The struggle to keep Judaism alive in Williamson will be over tomorrow for those belonging to the B'nai Israel Congregation in the College Hill Temple. The small Jewish community opted to close the 91-year-old synagogue due to a dwindling congregation and will travel to Huntington, Charleston or Lexington, Ky., for services in the future.

"It breaks my heart," said 69-year-old Heddy Hess, who has been attending the Williamson synagogue located on College Hill for 50-plus years. "But we have no alternative."

"We are a dwindling population. We are only four families." said Yossi Hayon, a business owner who came to Williamson about 20 years ago.

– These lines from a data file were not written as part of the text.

//! Default breakpoint tables.
//!
//! Priorities form an explicit total order:
//!
//! - orientation breakpoints (`handset`, `tablet`, `web` and their
//!   `.portrait`/`.landscape` variants): 2000..=2220, variants above
//!   their parent
//! - exact sizes and `lt-*` ranges, narrowest first: 1000 (`xs`) down to
//!   600 (`xl`), each `lt-*` sitting just below the size it excludes
//! - `gt-*` ranges: negative, wider ranges lower (`gt-xs` = -950,
//!   `gt-lg` = -650)
//!
//! A more specific condition always outranks a broader one that overlaps it.

use super::definition::BreakpointDefinition;

/// Media query for handsets held in portrait.
pub const HANDSET_PORTRAIT: &str = "(orientation: portrait) and (max-width: 599px)";
/// Media query for handsets held in landscape.
pub const HANDSET_LANDSCAPE: &str = "(orientation: landscape) and (max-width: 959px)";
/// Media query for tablets held in portrait.
pub const TABLET_PORTRAIT: &str =
    "(orientation: portrait) and (min-width: 600px) and (max-width: 839px)";
/// Media query for tablets held in landscape.
pub const TABLET_LANDSCAPE: &str =
    "(orientation: landscape) and (min-width: 960px) and (max-width: 1279px)";
/// Media query for desktop viewports in portrait.
pub const WEB_PORTRAIT: &str = "(orientation: portrait) and (min-width: 840px)";
/// Media query for desktop viewports in landscape.
pub const WEB_LANDSCAPE: &str = "(orientation: landscape) and (min-width: 1280px)";

const RESPONSIVE: &[(&str, &str, i32)] = &[
    ("xs", "screen and (max-width: 599px)", 1000),
    ("lt-sm", "screen and (max-width: 599px)", 950),
    ("sm", "screen and (min-width: 600px) and (max-width: 959px)", 900),
    ("lt-md", "screen and (max-width: 959px)", 850),
    ("md", "screen and (min-width: 960px) and (max-width: 1279px)", 800),
    ("lt-lg", "screen and (max-width: 1279px)", 750),
    ("lg", "screen and (min-width: 1280px) and (max-width: 1919px)", 700),
    ("lt-xl", "screen and (max-width: 1919px)", 650),
    ("xl", "screen and (min-width: 1920px) and (max-width: 5000px)", 600),
    ("gt-lg", "screen and (min-width: 1920px)", -650),
    ("gt-md", "screen and (min-width: 1280px)", -750),
    ("gt-sm", "screen and (min-width: 960px)", -850),
    ("gt-xs", "screen and (min-width: 600px)", -950),
];

/// Standard size breakpoints (`xs`..`xl`, `lt-*`, `gt-*`).
pub fn responsive_breakpoints() -> Vec<BreakpointDefinition> {
    RESPONSIVE
        .iter()
        .map(|&(alias, query, priority)| BreakpointDefinition::new(alias, query, priority))
        .collect()
}

/// Device-orientation breakpoints.
pub fn orientation_breakpoints() -> Vec<BreakpointDefinition> {
    vec![
        BreakpointDefinition::new("handset", format!("{HANDSET_PORTRAIT}, {HANDSET_LANDSCAPE}"), 2000),
        BreakpointDefinition::new("handset.landscape", HANDSET_LANDSCAPE, 2010),
        BreakpointDefinition::new("handset.portrait", HANDSET_PORTRAIT, 2020),
        BreakpointDefinition::new("tablet", format!("{TABLET_PORTRAIT}, {TABLET_LANDSCAPE}"), 2100),
        BreakpointDefinition::new("tablet.landscape", TABLET_LANDSCAPE, 2110),
        BreakpointDefinition::new("tablet.portrait", TABLET_PORTRAIT, 2120),
        BreakpointDefinition::new("web", format!("{WEB_PORTRAIT}, {WEB_LANDSCAPE}"), 2200),
        BreakpointDefinition::new("web.landscape", WEB_LANDSCAPE, 2210),
        BreakpointDefinition::new("web.portrait", WEB_PORTRAIT, 2220),
    ]
}

/// Every built-in breakpoint.
pub fn default_breakpoints() -> Vec<BreakpointDefinition> {
    let mut all = responsive_breakpoints();
    all.extend(orientation_breakpoints());
    all
}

Born in Israel, Hayon came to the United States in 1988 and says he "just tasted" the rich history of Judaism in Appalachia and if no other couple has a child, his Evan is the youngest Jew in the area at 14.

"Who am I to belong to the generation to shut down the temple?" Hayon proposed. "I feel like my right hand is being cut off. It is that painful."

Yossi and Evan Hayon, Heddy Hess and daughter Debbie Hess (mother of Evan Hayon), and Heddy Hess' other three children, and Don Zappan are nearly all the Jews left in Williamson, and have been since about 1991, Hayon said. Out-of-town visitors who came to the temple regularly are Ed Island and son Pete Island from Logan, and John and Jean Rosenberg of Prestonsburg, Ky. The B'nai Israel Temple crew decided after a meeting one evening, Heddy Hess said, there were not enough of them to continue to maintain the temple.

Therefore, the Jewish community is calling for community members to join them Sunday, May 3, at 3 p.m., for the last service at the temple. The Huntington congregation is conducting the service and bringing Rabbi Woocher and their choir, Hess said.

"This is a milestone in the history of this region," Hayon said about the temple's closing, asserting people would have one last chance to attend service at the synagogue, built by a group which organized in 1916.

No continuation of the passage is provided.